Close, because it's followed us around most of our life … through a dozen-odd movies and TV series, like the dogged inspector from "Les Miserables."

We're talking about the ubiquitous EMERAC from the 1957 Spencer Tracy-Katharine Hepburn comedy, “Desk Set,” produced when computers weren't just computers … they were the elephants in the room, and 10 times as big.

In "Desk Set," EMERAC (Electromagnetic Memory and Research Arithmetical Calculator) is installed in an office research library to streamline operations and, it is inferred, replace humans. 

The replacement of humans seems to have less to do with superior efficiency than the mere bulk of its colossal size.

It (being gender-neutral) gurgles, beeps and clatters in a whimsical way only first-generation movie computers can (think: "boop-boop-a-doop!").  

In addition, EMERAC displays a personality on the playful end of the spectrum, with none of the compounding neuroses that would plague its space-bound heir of 11 years later, HAL ("2001: A Space Odyssey"). 

In terms of computers-in-movies history, EMERAC came along after the first "brain" to land a starring role in Hollywood, courtesy 1954's "Gog," in which an easily duped computer named NOVAC (Nuclear Operative Variable Automatic Computer) is taken over by sinister (i.e., Red) forces at a top secret underground government research lab in the New Mexico desert.

True to '50s form, NOVAC occupies most of the available research center space and, even then, probably hasn't got a fraction of the power embedded in the lowest-end hand-held device of 10 years ago.

Earthbound NOVAC's avatars become a pair of Dalek-like robots, Gog and Magog, who are programmed to run amok in best '50s clunky-but-endearing sci-fi style. 

("Gog," not a part of the Arts Tech Fest, alas, was released in a Blu-ray edition several weeks ago, via the Kino-Lorber label, and comes with its original Technicolor and stereoscopic 3-D fully restored; check it out ... we're told it beats most modern-day 3-D technology in its depth-of-field impact.)

So, bottom line: "Gog" was for accommodating pulp fanboy sensibilities; "Desk Set" was for techno-phobic mom and dad.

Clearly harboring a more sophisticated agenda (playing sly matchmaker for Tracy and Hepburn), EMERAC brought computers into the mainstream in lavish CinemaScope/Technicolor terms, courtesy the art department at 20th Century-Fox.

The first time we caught "Desk Set," all we could think of was ... "ooohh, cool, it's the matter transmitter control board from 'The Fly' ... or, wait a minute, no, is it the Seaview's computer from 'Voyage to the Bottom of the Sea'?"

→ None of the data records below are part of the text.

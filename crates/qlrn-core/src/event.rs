//! Routing events and drop reasons

use std::fmt::Display;

use serde::{Deserialize, Serialize};

/// Reasons a packet might be dropped
#[derive(Debug, Clone, Copy, PartialEq, Eq, Hash, Serialize, Deserialize)]
pub enum DropReason {
    /// No usable route and none could be discovered
    NoRoute,
    /// Route exists but is not currently valid
    RouteInvalid,
    /// Broadcast or control packet already processed
    Duplicate,
    /// Packet waited in the pending queue longer than allowed
    Expired,
    /// Evicted from a full pending queue
    QueueOverflow,
    /// Forwarding disabled on the input interface
    ForwardingDisabled,
    /// Header is structurally unusable
    Malformed,
}

impl Display for DropReason {
    fn fmt(&self, f: &mut std::fmt::Formatter<'_>) -> std::fmt::Result {
        let s = match self {
            Self::NoRoute => "no route",
            Self::RouteInvalid => "route invalid",
            Self::Duplicate => "duplicate",
            Self::Expired => "expired in queue",
            Self::QueueOverflow => "queue overflow",
            Self::ForwardingDisabled => "forwarding disabled",
            Self::Malformed => "malformed",
        };
        f.write_str(s)
    }
}

impl DropReason {
    /// All drop reasons, in a stable order
    pub const ALL: [DropReason; 7] = [
        Self::NoRoute,
        Self::RouteInvalid,
        Self::Duplicate,
        Self::Expired,
        Self::QueueOverflow,
        Self::ForwardingDisabled,
        Self::Malformed,
    ];

    /// Stable index into [`DropReason::ALL`]
    pub fn index(self) -> usize {
        match self {
            Self::NoRoute => 0,
            Self::RouteInvalid => 1,
            Self::Duplicate => 2,
            Self::Expired => 3,
            Self::QueueOverflow => 4,
            Self::ForwardingDisabled => 5,
            Self::Malformed => 6,
        }
    }
}

#[cfg(test)]
mod tests {
    use super::*;

    #[test]
    fn test_index_matches_all() {
        for (i, reason) in DropReason::ALL.iter().enumerate() {
            assert_eq!(reason.index(), i);
        }
    }
}
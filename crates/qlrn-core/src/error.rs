//! Error types for the QLRN routing stack

use std::net::Ipv4Addr;

use thiserror::Error;

/// Top-level error type for the QLRN stack
#[derive(Debug, Error)]
pub enum QlrnError {
    #[error("Routing error: {0}")]
    Routing(#[from] RoutingError),

    #[error("Transport error: {0}")]
    Transport(#[from] TransportError),

    #[error("Protocol error: {0}")]
    Protocol(#[from] ProtocolError),
}

/// Socket-level error delivered to a packet's error continuation
///
/// This is the only failure signal a packet's owner ever sees. Success is
/// the absence of an error.
#[derive(Debug, Clone, Copy, PartialEq, Eq, Hash, Error)]
pub enum SocketError {
    #[error("No route to host")]
    NoRouteToHost,
}

/// Errors related to routing
#[derive(Debug, Clone, PartialEq, Eq, Error)]
pub enum RoutingError {
    #[error("No route available to destination")]
    NoRouteToHost,

    #[error("Route discovery for {destination} exhausted after {attempts} attempts")]
    DiscoveryExhausted { destination: Ipv4Addr, attempts: u8 },

    #[error("TTL expired for packet")]
    TtlExpired,
}

impl From<RoutingError> for SocketError {
    fn from(_: RoutingError) -> Self {
        Self::NoRouteToHost
    }
}

/// Errors related to transport
#[derive(Debug, Clone, PartialEq, Eq, Error)]
pub enum TransportError {
    #[error("Bind failed: {0}")]
    BindFailed(String),

    #[error("Send failed: {0}")]
    SendFailed(String),

    #[error("Socket closed")]
    SocketClosed,

    #[error("Interface not found: {0}")]
    InterfaceNotFound(String),
}

/// Errors related to control-message encoding
#[derive(Debug, Error)]
pub enum ProtocolError {
    #[error("Invalid message format: {0}")]
    InvalidMessageFormat(String),

    #[error("Unknown message type: {0}")]
    UnknownMessageType(u8),

    #[error("Empty message")]
    EmptyMessage,
}

/// Result type for routing operations
pub type RoutingResult<T> = Result<T, RoutingError>;

/// Result type for transport operations
pub type TransportResult<T> = Result<T, TransportError>;

#[cfg(test)]
mod tests {
    use super::*;

    #[test]
    fn test_routing_error_maps_to_no_route() {
        let err = RoutingError::DiscoveryExhausted {
            destination: Ipv4Addr::new(10, 0, 0, 9),
            attempts: 2,
        };
        assert_eq!(
            err.to_string(),
            "Route discovery for 10.0.0.9 exhausted after 2 attempts"
        );
        assert_eq!(SocketError::from(err), SocketError::NoRouteToHost);
    }

    #[test]
    fn test_top_level_wraps() {
        let err: QlrnError = TransportError::SocketClosed.into();
        assert!(matches!(err, QlrnError::Transport(TransportError::SocketClosed)));
    }
}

Actually, in fact, it was both ... except the order was reversed: "The Fly's" matter transmitter control board and the Seaview's computer 20,000 leagues below the show came from ... mom and dad's "Desk Set."

EMERAC, we hardly knew ye.

As the years passed, we began to discern a pattern: for any movie or TV show from 20th Century-Fox requiring a computer, all roads led back to "Desk Set."

Among movie buffs, that flashing screen with its patterned cubes of flashing lights became one of the most ubiquitously re-used studio props of all time, either en toto, or dismantled and raided for parts.

You name the Fox sci-fi movie, EMERAC was there, patterned lights a-flashing:

"Kronos" (1957), which appears to be the first film to re-use it; "The Fly" (1958); "Return of the Fly" (1959); the original movie version of "Voyage to the Bottom of the Sea" (1961); "Fantastic Voyage" (1966); virtually every '60s Irwin Allen-produced TV series extant, especially "Voyage to the Bottom of the Sea," where it was on view every week somewhere behind Richard Basehart's and David Hedison's furrowed brows, but also in "Lost in Space," "Time Tunnel," etc.

EMERAC, we salute you.

You were big ... it was the pictures that got small.